From the listing below, retype exactly the line holding "filename src/subscribers/subscription.rs", the line holding "does **not** remove it.", and the lines between them; skip everything else.

§ Extracted records
■ ■ ■
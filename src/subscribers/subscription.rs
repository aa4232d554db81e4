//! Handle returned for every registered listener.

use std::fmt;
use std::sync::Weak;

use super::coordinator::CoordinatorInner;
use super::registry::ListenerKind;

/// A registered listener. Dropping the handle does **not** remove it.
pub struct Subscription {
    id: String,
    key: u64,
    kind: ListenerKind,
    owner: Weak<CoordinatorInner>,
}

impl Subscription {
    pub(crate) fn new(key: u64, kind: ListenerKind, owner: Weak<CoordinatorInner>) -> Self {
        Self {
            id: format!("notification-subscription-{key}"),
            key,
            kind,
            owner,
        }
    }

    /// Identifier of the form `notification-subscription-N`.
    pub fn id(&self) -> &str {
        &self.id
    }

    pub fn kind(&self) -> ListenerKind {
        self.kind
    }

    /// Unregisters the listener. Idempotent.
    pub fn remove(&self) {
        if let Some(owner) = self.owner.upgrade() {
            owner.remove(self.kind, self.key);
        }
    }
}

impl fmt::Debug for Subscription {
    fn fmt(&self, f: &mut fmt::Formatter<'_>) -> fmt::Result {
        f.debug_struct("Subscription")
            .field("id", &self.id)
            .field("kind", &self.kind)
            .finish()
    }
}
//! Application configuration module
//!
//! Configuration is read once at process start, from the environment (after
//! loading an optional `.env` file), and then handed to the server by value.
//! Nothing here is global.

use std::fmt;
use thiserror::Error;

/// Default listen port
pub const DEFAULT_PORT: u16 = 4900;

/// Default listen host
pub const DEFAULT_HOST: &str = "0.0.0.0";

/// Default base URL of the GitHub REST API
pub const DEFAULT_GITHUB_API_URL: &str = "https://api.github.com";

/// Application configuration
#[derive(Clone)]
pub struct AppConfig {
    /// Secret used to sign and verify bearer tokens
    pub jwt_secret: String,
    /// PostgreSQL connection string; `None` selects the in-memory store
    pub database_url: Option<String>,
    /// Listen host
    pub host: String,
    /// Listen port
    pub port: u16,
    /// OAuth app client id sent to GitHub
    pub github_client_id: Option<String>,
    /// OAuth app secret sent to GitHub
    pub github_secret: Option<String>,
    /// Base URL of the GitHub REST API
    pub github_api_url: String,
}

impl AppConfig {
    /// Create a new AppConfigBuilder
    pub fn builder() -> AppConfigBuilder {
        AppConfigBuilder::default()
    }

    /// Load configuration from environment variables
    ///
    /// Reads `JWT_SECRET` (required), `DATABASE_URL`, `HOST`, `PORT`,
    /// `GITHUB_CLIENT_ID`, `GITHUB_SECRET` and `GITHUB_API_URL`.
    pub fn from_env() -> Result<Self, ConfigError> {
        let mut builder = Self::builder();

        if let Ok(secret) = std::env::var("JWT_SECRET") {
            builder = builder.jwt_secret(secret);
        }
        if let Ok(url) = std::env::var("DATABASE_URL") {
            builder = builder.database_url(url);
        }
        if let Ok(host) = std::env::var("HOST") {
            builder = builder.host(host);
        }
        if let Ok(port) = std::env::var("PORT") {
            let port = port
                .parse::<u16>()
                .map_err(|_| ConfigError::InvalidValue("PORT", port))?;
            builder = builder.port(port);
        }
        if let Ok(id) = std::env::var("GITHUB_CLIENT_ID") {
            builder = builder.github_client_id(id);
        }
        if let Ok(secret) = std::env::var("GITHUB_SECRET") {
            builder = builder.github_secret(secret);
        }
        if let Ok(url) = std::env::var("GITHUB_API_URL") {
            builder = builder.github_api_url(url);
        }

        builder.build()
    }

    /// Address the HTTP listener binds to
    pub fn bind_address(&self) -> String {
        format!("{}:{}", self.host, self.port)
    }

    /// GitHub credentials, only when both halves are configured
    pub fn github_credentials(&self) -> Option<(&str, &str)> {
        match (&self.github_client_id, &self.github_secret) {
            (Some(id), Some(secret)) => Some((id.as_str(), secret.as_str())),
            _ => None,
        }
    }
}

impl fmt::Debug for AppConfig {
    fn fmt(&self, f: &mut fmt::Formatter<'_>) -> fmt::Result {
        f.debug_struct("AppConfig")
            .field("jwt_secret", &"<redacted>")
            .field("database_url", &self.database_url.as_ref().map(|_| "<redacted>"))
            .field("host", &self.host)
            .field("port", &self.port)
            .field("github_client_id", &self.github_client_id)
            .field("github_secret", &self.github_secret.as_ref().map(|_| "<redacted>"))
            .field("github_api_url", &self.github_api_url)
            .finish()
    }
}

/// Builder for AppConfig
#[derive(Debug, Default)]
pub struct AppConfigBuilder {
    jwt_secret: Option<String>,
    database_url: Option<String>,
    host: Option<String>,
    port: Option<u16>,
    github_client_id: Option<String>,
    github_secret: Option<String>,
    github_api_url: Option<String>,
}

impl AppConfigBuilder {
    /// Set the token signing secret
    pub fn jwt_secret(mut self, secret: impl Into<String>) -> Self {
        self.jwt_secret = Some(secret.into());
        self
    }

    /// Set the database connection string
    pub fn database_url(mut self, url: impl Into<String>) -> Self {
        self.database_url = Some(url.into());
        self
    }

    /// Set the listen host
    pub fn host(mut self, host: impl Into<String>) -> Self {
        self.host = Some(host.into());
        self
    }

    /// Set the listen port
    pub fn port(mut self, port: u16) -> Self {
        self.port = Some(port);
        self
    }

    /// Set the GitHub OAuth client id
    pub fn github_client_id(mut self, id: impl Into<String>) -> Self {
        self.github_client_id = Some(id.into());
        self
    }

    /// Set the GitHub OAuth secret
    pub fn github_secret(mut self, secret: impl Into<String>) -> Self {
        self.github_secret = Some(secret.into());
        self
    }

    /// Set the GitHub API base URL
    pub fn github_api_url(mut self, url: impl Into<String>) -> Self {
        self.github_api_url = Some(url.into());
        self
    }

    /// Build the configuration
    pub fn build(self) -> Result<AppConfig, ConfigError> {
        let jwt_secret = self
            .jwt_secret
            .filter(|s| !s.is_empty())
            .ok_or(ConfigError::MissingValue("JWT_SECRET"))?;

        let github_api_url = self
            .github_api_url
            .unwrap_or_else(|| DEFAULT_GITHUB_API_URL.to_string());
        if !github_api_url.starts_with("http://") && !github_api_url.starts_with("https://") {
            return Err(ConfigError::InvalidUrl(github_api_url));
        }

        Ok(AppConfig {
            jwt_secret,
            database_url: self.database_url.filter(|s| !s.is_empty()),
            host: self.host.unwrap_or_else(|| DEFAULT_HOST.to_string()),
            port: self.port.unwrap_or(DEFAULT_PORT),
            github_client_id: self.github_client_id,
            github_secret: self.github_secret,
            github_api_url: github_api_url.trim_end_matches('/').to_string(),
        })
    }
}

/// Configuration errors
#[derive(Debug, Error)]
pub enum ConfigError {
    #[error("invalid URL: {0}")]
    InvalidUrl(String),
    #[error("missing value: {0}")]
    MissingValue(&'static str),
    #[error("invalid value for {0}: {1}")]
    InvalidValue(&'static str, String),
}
■ ■ ■
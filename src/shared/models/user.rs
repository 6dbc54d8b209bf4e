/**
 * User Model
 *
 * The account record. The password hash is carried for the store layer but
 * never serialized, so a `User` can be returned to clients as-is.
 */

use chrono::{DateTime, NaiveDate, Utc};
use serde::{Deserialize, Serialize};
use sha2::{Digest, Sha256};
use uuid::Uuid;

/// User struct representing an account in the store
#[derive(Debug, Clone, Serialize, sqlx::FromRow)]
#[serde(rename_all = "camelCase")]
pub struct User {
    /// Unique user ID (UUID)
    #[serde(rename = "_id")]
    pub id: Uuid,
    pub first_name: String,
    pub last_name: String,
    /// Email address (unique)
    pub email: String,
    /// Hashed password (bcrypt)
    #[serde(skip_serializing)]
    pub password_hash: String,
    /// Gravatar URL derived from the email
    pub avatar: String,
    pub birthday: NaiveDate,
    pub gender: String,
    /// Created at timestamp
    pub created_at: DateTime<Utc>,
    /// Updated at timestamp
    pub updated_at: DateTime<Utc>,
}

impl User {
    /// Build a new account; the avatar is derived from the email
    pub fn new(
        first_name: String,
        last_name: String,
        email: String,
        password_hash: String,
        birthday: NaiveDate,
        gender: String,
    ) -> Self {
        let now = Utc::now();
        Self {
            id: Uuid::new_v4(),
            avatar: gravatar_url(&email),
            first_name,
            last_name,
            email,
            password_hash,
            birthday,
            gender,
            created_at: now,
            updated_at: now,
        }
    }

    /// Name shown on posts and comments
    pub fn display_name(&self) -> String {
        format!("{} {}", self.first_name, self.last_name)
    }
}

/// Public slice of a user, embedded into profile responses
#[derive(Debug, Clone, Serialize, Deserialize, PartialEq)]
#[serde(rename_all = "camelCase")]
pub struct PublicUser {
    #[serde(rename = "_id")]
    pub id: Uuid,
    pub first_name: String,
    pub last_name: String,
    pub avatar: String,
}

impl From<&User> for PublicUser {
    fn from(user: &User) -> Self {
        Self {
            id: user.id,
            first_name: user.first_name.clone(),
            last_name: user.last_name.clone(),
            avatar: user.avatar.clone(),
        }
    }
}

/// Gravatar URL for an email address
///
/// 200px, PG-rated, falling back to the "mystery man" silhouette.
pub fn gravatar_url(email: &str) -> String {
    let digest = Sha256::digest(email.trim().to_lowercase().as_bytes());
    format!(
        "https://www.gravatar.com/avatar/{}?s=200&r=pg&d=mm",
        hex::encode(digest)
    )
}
■ ■ ■
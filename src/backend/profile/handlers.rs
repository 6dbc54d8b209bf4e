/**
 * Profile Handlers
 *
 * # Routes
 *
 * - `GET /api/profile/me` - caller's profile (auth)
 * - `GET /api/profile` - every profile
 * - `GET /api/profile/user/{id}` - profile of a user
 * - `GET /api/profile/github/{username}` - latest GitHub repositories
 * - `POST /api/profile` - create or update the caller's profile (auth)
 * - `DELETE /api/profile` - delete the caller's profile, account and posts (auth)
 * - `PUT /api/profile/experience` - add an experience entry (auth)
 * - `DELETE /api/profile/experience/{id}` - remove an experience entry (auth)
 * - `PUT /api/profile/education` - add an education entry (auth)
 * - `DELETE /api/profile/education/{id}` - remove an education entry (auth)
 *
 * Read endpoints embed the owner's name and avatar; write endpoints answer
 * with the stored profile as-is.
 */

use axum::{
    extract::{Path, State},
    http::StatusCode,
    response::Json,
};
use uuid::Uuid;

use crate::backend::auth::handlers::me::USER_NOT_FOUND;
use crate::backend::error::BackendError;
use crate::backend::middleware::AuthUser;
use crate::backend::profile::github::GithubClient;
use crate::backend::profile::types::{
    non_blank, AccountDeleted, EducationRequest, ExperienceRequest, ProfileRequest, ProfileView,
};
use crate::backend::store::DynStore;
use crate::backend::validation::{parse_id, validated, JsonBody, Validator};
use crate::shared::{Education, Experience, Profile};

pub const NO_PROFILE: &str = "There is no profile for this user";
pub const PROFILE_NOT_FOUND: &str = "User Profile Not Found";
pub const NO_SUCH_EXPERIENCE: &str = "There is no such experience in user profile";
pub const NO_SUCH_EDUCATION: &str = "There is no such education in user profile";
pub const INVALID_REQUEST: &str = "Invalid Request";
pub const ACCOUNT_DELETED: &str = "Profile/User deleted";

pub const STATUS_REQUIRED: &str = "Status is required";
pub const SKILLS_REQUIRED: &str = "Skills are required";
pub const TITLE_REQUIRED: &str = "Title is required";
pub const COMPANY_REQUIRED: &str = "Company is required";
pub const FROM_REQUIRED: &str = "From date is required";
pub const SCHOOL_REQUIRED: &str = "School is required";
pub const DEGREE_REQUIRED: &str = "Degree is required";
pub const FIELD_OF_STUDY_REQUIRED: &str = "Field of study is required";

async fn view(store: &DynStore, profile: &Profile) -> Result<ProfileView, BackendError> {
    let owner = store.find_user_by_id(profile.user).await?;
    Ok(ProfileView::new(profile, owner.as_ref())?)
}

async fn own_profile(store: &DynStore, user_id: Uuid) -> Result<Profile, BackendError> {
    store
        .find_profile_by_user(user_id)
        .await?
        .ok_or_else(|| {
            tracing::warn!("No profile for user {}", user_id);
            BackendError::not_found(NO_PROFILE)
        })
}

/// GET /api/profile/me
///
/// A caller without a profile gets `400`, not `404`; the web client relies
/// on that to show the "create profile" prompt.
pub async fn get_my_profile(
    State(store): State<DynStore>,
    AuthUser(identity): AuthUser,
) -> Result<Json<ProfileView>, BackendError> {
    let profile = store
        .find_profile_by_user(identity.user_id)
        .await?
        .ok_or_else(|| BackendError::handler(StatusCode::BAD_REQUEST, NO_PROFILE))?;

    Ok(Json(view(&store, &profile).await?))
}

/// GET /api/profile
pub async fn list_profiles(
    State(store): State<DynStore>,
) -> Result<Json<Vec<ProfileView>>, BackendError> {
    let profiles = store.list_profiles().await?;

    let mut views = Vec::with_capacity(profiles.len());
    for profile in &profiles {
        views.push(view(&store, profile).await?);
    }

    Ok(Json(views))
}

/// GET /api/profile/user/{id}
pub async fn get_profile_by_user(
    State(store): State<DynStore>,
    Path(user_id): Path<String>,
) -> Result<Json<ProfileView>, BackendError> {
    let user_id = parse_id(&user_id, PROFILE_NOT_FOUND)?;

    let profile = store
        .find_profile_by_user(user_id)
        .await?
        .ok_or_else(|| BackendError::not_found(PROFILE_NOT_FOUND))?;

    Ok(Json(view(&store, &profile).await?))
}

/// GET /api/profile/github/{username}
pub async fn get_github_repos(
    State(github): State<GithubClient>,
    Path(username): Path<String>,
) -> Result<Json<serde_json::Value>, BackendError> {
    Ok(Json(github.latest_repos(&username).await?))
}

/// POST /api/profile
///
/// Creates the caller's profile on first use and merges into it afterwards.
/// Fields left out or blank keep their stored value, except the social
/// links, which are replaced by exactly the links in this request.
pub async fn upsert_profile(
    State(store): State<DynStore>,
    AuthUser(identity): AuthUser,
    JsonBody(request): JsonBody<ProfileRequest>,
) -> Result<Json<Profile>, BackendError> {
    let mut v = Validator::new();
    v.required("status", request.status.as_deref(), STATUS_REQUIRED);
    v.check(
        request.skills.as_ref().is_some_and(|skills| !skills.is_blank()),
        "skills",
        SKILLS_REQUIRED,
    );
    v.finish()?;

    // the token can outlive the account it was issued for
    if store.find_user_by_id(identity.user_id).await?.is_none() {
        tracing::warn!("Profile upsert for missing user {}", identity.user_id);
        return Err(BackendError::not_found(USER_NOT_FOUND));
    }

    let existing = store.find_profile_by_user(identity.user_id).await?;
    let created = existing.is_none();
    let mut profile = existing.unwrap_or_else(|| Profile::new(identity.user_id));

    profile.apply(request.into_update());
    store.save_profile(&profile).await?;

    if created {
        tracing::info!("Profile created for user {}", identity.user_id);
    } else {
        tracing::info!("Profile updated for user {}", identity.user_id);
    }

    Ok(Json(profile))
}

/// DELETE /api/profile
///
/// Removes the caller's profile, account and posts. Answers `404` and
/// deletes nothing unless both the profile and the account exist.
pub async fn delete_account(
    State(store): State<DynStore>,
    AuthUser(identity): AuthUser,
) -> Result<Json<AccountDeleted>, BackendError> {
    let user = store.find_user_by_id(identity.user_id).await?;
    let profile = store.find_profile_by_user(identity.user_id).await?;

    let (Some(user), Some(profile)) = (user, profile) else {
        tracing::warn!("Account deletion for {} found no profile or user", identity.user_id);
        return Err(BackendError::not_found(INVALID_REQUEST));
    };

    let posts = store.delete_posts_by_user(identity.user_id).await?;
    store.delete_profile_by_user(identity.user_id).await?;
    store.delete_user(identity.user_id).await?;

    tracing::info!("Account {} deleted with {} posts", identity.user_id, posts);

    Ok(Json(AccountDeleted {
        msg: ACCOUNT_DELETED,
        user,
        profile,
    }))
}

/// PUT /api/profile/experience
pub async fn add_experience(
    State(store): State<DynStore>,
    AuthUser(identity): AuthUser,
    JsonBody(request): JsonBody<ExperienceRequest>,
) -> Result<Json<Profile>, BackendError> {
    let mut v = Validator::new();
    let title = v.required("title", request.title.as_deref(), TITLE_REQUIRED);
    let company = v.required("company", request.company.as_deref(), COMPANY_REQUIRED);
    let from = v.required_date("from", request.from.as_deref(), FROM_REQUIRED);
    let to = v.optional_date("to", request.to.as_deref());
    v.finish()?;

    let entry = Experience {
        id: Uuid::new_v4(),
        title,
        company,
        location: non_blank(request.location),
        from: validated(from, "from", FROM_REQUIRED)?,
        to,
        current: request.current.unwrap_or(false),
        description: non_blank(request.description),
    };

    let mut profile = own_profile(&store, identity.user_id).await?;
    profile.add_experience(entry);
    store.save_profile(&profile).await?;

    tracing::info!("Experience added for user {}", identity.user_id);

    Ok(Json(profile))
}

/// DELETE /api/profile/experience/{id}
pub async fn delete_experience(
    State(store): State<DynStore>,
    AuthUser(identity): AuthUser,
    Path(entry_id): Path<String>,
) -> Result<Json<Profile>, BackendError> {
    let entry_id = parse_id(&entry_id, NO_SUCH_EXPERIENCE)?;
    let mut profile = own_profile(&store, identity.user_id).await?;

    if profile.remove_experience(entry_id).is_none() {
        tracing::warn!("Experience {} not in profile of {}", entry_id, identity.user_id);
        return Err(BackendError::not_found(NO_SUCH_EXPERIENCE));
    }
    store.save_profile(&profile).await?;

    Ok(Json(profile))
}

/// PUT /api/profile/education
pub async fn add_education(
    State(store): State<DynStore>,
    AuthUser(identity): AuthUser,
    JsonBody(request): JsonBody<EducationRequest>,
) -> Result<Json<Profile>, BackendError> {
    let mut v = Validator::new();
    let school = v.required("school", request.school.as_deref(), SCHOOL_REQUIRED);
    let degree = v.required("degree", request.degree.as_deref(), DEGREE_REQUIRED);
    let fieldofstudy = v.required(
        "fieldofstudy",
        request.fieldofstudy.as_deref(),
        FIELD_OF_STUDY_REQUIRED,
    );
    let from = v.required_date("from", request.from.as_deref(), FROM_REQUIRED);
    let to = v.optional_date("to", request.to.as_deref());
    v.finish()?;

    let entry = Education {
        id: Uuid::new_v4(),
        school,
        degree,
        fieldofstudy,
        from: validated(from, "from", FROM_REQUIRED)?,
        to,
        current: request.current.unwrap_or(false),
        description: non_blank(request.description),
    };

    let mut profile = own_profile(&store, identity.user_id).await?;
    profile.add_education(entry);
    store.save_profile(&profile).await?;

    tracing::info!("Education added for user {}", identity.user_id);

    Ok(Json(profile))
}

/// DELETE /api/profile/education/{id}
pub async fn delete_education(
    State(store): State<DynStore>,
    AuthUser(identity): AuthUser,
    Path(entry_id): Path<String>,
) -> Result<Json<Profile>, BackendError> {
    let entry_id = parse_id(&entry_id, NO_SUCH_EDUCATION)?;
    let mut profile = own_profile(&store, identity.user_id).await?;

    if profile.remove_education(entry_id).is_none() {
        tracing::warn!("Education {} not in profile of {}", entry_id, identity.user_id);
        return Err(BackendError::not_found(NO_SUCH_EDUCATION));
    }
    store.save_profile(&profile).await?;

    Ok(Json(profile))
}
■ ■ ■
§ Finished task
filename src/subscribers/subscription.rs
repository aa4232d554db81e4
//! Handle returned for every registered listener.

use std::fmt;
use std::sync::Weak;

use super::coordinator::CoordinatorInner;
use super::registry::ListenerKind;

/// A registered listener. Dropping the handle does **not** remove it.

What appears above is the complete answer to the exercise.